#### Stored data
Start of Block

//! # Database Migrations
//!
//! Embedded SQL migrations for the Bei Yetu catalog.
//!
//! ## How Migrations Work
//! ```text
//! ┌─────────────────────────────────────────────────────────────────────────┐
//! │                      Migration Process                                  │
//! │                                                                         │
//! │  Database::new(config)                                                 │
//! │       │                                                                 │
//! │       ▼                                                                 │
//! │  Check _sqlx_migrations table (created on first run)                   │
//! │       │                                                                 │
//! │       ▼                                                                 │
//! │  Compare embedded migrations vs applied                                │
//! │       │                                                                 │
//! │       └── 001_initial_schema.sql   categories, subcategories,          │
//! │                                    stores, products, listings          │
//! │       │                                                                 │
//! │       ▼                                                                 │
//! │  Run pending migrations in order, record each one                      │
//! │       │                                                                 │
//! │       ▼                                                                 │
//! │  seed_defaults() may now insert the default catalog                    │
//! │                                                                         │
//! └─────────────────────────────────────────────────────────────────────────┘
//! ```
//!
//! ## Adding New Migrations
//!
//! 1. Create a new file in `migrations/sqlite/` with the next sequence number
//! 2. Name format: `NNN_description.sql` (e.g., `002_add_store_logo.sql`)
//! 3. Use `IF NOT EXISTS` where possible
//! 4. **NEVER** modify an applied migration; add a new one

use sqlx::SqlitePool;
use tracing::info;

use crate::error::DbResult;

/// Migrations from the workspace `migrations/sqlite` directory, embedded at
/// compile time.
static MIGRATOR: sqlx::migrate::Migrator = sqlx::migrate!("../../migrations/sqlite");

/// Runs all pending database migrations.
///
/// Idempotent. Each migration runs in its own transaction, in filename order.
pub async fn run_migrations(pool: &SqlitePool) -> DbResult<()> {
    info!("Checking for pending migrations");

    MIGRATOR.run(pool).await?;

    info!("All migrations applied successfully");
    Ok(())
}

/// Returns `(embedded_migrations, applied_migrations)`.
///
/// Used by the `seed` binary for its startup report.
pub async fn migration_status(pool: &SqlitePool) -> DbResult<(usize, usize)> {
    let total = MIGRATOR.migrations.len();

    let applied: i64 = sqlx::query_scalar("SELECT COUNT(*) FROM _sqlx_migrations")
        .fetch_one(pool)
        .await
        .unwrap_or(0);

    Ok((total, applied as usize))
}

#[cfg(test)]
mod tests {
    use super::*;
    use crate::pool::{Database, DbConfig};

    #[tokio::test]
    async fn test_all_migrations_applied() {
        let db = Database::new(DbConfig::in_memory()).await.unwrap();

        let (total, applied) = migration_status(db.pool()).await.unwrap();
        assert!(total >= 1);
        assert_eq!(total, applied);
    }

    #[tokio::test]
    async fn test_status_without_migrations() {
        let db = Database::new(DbConfig::in_memory().run_migrations(false))
            .await
            .unwrap();

        let (total, applied) = migration_status(db.pool()).await.unwrap();
        assert!(total >= 1);
        assert_eq!(applied, 0);
    }
}
/// Inserts a catalog in one transaction. Rolled back on any error.
async fn insert_catalog(
    db: &Database,
    stores: &[DefaultStore],
    catalog: &[DefaultCategory],
) -> DbResult<SeedReport> {
    let mut report = SeedReport::default();
    let mut tx = db.pool().begin().await?;

    // 1. categories
    let mut category_ids = Vec::with_capacity(catalog.len());
    for category in catalog {
        let id = CategoryRepository::insert_with(&mut *tx, &NewCategory::new(category.name)).await?;
        category_ids.push(id);
        report.categories += 1;
    }

    // 2. subcategories
    let mut subcategory_rows = Vec::new();
    for (category, category_id) in catalog.iter().zip(&category_ids) {
        for sub in category.subcategories {
            let draft = NewSubcategory::new(sub.name, *category_id);
            let id = SubcategoryRepository::insert_with(&mut *tx, &draft).await?;
            subcategory_rows.push((sub, id));
            report.subcategories += 1;
        }
    }

    // 3. products
    let mut product_rows = Vec::new();
    for (sub, subcategory_id) in subcategory_rows {
        for item in sub.products {
            let draft = NewProduct::new(item.name, subcategory_id, item.price_cents, item.image_ref)
                .with_description(item.description);
            let id = ProductRepository::insert_with(&mut *tx, &draft).await?;
            product_rows.push((item, id));
            report.products += 1;
        }
    }

    // 4. stores
    let mut store_ids = Vec::with_capacity(stores.len());
    for store in stores {
        let draft = NewStore::new(store.name, store.website_url);
        let id = StoreRepository::insert_with(&mut *tx, &draft).await?;
        store_ids.push(id);
        report.stores += 1;
    }

    // 5. listings
    for (item, product_id) in &product_rows {
        for (price_cents, store_id) in item.store_prices.iter().zip(&store_ids) {
            let draft = NewListing::new(*product_id, *store_id, *price_cents);
            ListingRepository::insert_with(&mut *tx, &draft).await?;
            report.listings += 1;
        }
        debug!(product = item.name, "Seeded store prices");
    }

    tx.commit().await?;
    Ok(report)
}

// =============================================================================
// Unit Tests
// =============================================================================
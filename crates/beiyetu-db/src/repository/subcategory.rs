//! # Subcategory Repository
//!
//! Subcategories sit between categories and products
//! (Drinks → Soda → Canned Soda).

use sqlx::{SqliteExecutor, SqlitePool};
use tracing::debug;

use crate::error::DbResult;
use beiyetu_core::{NewSubcategory, Subcategory};

/// Repository for subcategory database operations.
#[derive(Debug, Clone)]
pub struct SubcategoryRepository {
    pool: SqlitePool,
}

impl SubcategoryRepository {
    /// Creates a new SubcategoryRepository.
    pub fn new(pool: SqlitePool) -> Self {
        SubcategoryRepository { pool }
    }

    /// Inserts or replaces a subcategory and returns its row id.
    ///
    /// Fails with `ForeignKeyViolation` when `category_id` does not exist.
    pub async fn insert(&self, subcategory: &NewSubcategory) -> DbResult<i64> {
        Self::insert_with(&self.pool, subcategory).await
    }

    /// [`insert`](Self::insert) on any executor, such as an open transaction.
    pub async fn insert_with<'e, E>(executor: E, subcategory: &NewSubcategory) -> DbResult<i64>
    where
        E: SqliteExecutor<'e>,
    {
        debug!(
            name = %subcategory.name,
            category_id = subcategory.category_id,
            "Inserting subcategory"
        );

        let result = sqlx::query(
            "INSERT OR REPLACE INTO subcategories (id, name, category_id) VALUES (?1, ?2, ?3)",
        )
        .bind(subcategory.id)
        .bind(&subcategory.name)
        .bind(subcategory.category_id)
        .execute(executor)
        .await?;

        Ok(result.last_insert_rowid())
    }

    pub async fn get_all(&self) -> DbResult<Vec<Subcategory>> {
        let subcategories = sqlx::query_as::<_, Subcategory>(
            "SELECT id, name, category_id FROM subcategories ORDER BY id",
        )
        .fetch_all(&self.pool)
        .await?;

        Ok(subcategories)
    }

    pub async fn get_by_id(&self, id: i64) -> DbResult<Option<Subcategory>> {
        debug!(id = id, "Getting subcategory by ID");

        let subcategory = sqlx::query_as::<_, Subcategory>(
            "SELECT id, name, category_id FROM subcategories WHERE id = ?1",
        )
        .bind(id)
        .fetch_optional(&self.pool)
        .await?;

        Ok(subcategory)
    }

    /// Subcategories of one category, ordered by id.
    pub async fn get_by_category(&self, category_id: i64) -> DbResult<Vec<Subcategory>> {
        debug!(category_id = category_id, "Listing subcategories for category");

        let subcategories = sqlx::query_as::<_, Subcategory>(
            "SELECT id, name, category_id FROM subcategories WHERE category_id = ?1 ORDER BY id",
        )
        .bind(category_id)
        .fetch_all(&self.pool)
        .await?;

        Ok(subcategories)
    }

    pub async fn count(&self) -> DbResult<i64> {
        let count: i64 = sqlx::query_scalar("SELECT COUNT(*) FROM subcategories")
            .fetch_one(&self.pool)
            .await?;

        Ok(count)
    }
}

#[cfg(test)]
mod tests {
    use super::*;
    use crate::error::DbError;
    use crate::pool::{Database, DbConfig};
    use crate::repository::fixtures;

    #[tokio::test]
    async fn test_get_by_category() {
        let (db, ids) = fixtures::seeded().await;

        let subs = db.subcategories().get_by_category(ids.drinks).await.unwrap();
        let found: Vec<i64> = subs.iter().map(|s| s.id).collect();
        assert_eq!(found, vec![ids.soda, ids.milk]);
        assert!(subs.iter().all(|s| s.category_id == ids.drinks));

        assert!(db.subcategories().get_by_category(999).await.unwrap().is_empty());
    }

    #[tokio::test]
    async fn test_get_by_id_and_count() {
        let (db, ids) = fixtures::seeded().await;
        let repo = db.subcategories();

        assert_eq!(repo.count().await.unwrap(), 2);
        assert_eq!(repo.get_all().await.unwrap().len(), 2);
        assert_eq!(repo.get_by_id(ids.milk).await.unwrap().unwrap().name, "Milk");
    }

    #[tokio::test]
    async fn test_missing_category_rejected() {
        let db = Database::new(DbConfig::in_memory()).await.unwrap();

        let err = db
            .subcategories()
            .insert(&NewSubcategory::new("Orphan", 42))
            .await
            .unwrap_err();

        assert!(matches!(err, DbError::ForeignKeyViolation { .. }));
        assert_eq!(db.subcategories().count().await.unwrap(), 0);
    }
}
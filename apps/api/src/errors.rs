use axum::{
    http::StatusCode,
    response::{IntoResponse, Response},
    Json,
};
use serde_json::json;
use thiserror::Error;

use crate::screening::pipeline::ScreeningError;

/// Application-level error type.
/// Implements `IntoResponse` so Axum handlers can return `Result<T, AppError>`.
#[derive(Debug, Error)]
pub enum AppError {
    #[error("Not found: {0}")]
    NotFound(String),

    #[error("Validation error: {0}")]
    Validation(String),

    #[error("Unprocessable entity: {0}")]
    UnprocessableEntity(String),

    #[error("Scoring backend unavailable: {0}")]
    BackendUnavailable(String),

    #[error("Scoring backend output unusable: {0}")]
    BackendOutputUnusable(String),

    #[error("Internal server error: {0}")]
    Internal(#[from] anyhow::Error),
}

impl From<ScreeningError> for AppError {
    fn from(err: ScreeningError) -> Self {
        match err {
            ScreeningError::InvalidInput(msg) => AppError::Validation(msg),
            ScreeningError::BackendUnavailable(cause) => AppError::BackendUnavailable(cause),
            ScreeningError::Extract(e) => AppError::BackendOutputUnusable(e.to_string()),
        }
    }
}

impl IntoResponse for AppError {
    fn into_response(self) -> Response {
        let (status, code, message) = match &self {
            AppError::NotFound(msg) => (StatusCode::NOT_FOUND, "NOT_FOUND", msg.clone()),
            AppError::Validation(msg) => (StatusCode::BAD_REQUEST, "VALIDATION_ERROR", msg.clone()),
            AppError::UnprocessableEntity(msg) => (
                StatusCode::UNPROCESSABLE_ENTITY,
                "UNPROCESSABLE_ENTITY",
                msg.clone(),
            ),
            AppError::BackendUnavailable(cause) => {
                tracing::error!("Scoring backend unavailable: {cause}");
                (
                    StatusCode::SERVICE_UNAVAILABLE,
                    "BACKEND_UNAVAILABLE",
                    cause.clone(),
                )
            }
            AppError::BackendOutputUnusable(msg) => {
                tracing::error!("Scoring backend output unusable: {msg}");
                (
                    StatusCode::BAD_GATEWAY,
                    "BACKEND_OUTPUT_UNUSABLE",
                    "The scoring backend returned no usable assessments".to_string(),
                )
            }
            AppError::Internal(e) => {
                tracing::error!("Internal error: {e:?}");
                (
                    StatusCode::INTERNAL_SERVER_ERROR,
                    "INTERNAL_ERROR",
                    "An internal server error occurred".to_string(),
                )
            }
        };

        let body = Json(json!({
            "error": {
                "code": code,
                "message": message
            }
        }));

        (status, body).into_response()
    }
}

End of Block

#### BRIEF
Consider the string "draft". State how many lines of the data contain it, giving the number alone.

#### OUTPUT FOR THIS TASK
8